When I was eight days old, I was carried into a synagogue on a fluffy white pillow while the congregation yelled, “Baruch Habah!” or, “Blessed Is the One Arriving,” and the mohel, a rabbi who performs the ritual circumcision, removed my diaper and cut off the foreskin of my penis. At least Isaac got Mount Moriah and nature. I got a stranger’s lap and a stuffy room full of people staring at me. Some of them clapped and sang. Some cried. Some fainted. I was officially one of them. I had made the cut. The fourth of eight children (four boys, four girls), I was raised in the Orthodox Jewish community of Monsey, New York. There was a saying in Monsey about large families: “Every time a Jewish baby is born, we stick it to Hitler.” My father had high hopes that at least one of his four sons would stick it to Hitler better than anybody; become “The Wise One,” the next great rabbi of his generation; and spend his days studying Torah. In the early days of my parents’ marriage, my father, who dreamt of becoming a scholar himself, studied Torah in Kollel in Monsey, a school where adults learned the sacred texts and received a small paycheck. But the small paychecks weren’t paying the bills, especially once my mother got pregnant for the second time. After ten interviews, my father found work at a computer software company in Manhattan. He shaved his Kollel beard and began taking the Monsey Trails Bus to the city every morning, his dream of becoming a great Jewish scholar destroyed by the births of his children. He tried grooming my older brother, Yisroel Meir, named after the Chafetz Chaim (one of the revolutionaries in the writing of Jewish law), to become a scholar. When Yisroel Meir was just a few months old, my father taped pictures of rabbis to the bars of his crib.
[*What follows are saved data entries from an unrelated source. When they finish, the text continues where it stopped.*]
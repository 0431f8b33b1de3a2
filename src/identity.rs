//! Relay identity: the secret key used to sign relay-authored events,
//! persisted in the store under a well-known marker.

use secp256k1::SecretKey;
use tracing::info;

use crate::event::verify::{pubkey_of, sign_event};
use crate::event::{Event, Pubkey};
use crate::store::{Store, StoreError};

const IDENTITY_MARKER: &str = "identity-key";

/// The relay's own signing identity.
#[derive(Clone)]
pub struct RelayIdentity {
    secret: SecretKey,
    pub pubkey: Pubkey,
}

impl RelayIdentity {
    /// Load the identity key from the store, generating and persisting a
    /// fresh one on first run.
    pub fn load_or_create(store: &Store) -> Result<Self, StoreError> {
        let secret = match store.get_marker(IDENTITY_MARKER)? {
            Some(bytes) => SecretKey::from_slice(&bytes)
                .map_err(|e| StoreError::Corrupt(format!("bad identity key: {e}")))?,
            None => {
                let secret = SecretKey::new(&mut rand::thread_rng());
                store.set_marker(IDENTITY_MARKER, &secret.secret_bytes())?;
                info!("generated fresh relay identity");
                secret
            }
        };
        let pubkey = pubkey_of(&secret);
        Ok(RelayIdentity { secret, pubkey })
    }

    /// Sign an event authored by the relay.
    pub fn sign(&self, created_at: i64, kind: u16, tags: Vec<Vec<String>>, content: String) -> Event {
        sign_event(&self.secret, created_at, kind, tags, content)
    }

    pub fn pubkey_hex(&self) -> String {
        hex::encode(self.pubkey)
    }
}

#[cfg(test)]
mod tests {
    use super::*;
    use crate::event::verify::verify;

    #[test]
    fn test_identity_persists_across_reopen() {
        let dir = tempfile::TempDir::new().unwrap();
        let first = {
            let store = Store::open(dir.path()).unwrap();
            RelayIdentity::load_or_create(&store).unwrap().pubkey
        };
        let second = {
            let store = Store::open(dir.path()).unwrap();
            RelayIdentity::load_or_create(&store).unwrap().pubkey
        };
        assert_eq!(first, second);
    }

    #[test]
    fn test_identity_signs_valid_events() {
        let store = Store::builder().temp(true).build().unwrap();
        let identity = RelayIdentity::load_or_create(&store).unwrap();
        let event = identity.sign(1_700_000_000, 1, vec![], "relay says hi".into());
        assert_eq!(event.pubkey, identity.pubkey);
        assert!(verify(&event).is_ok());
    }
}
But my brother was born a rebel and tore the pictures down. I imagine he became nauseated by the bearded men who stared at him while he fell asleep and were still there when he woke up. And so four years later when I was born, my father turned to me, his second son. “Moshe, do you know who you’re named after?” he asked throughout my childhood, smiling at me across the Shabbos table. “Rabbi Moshe Feinstein.”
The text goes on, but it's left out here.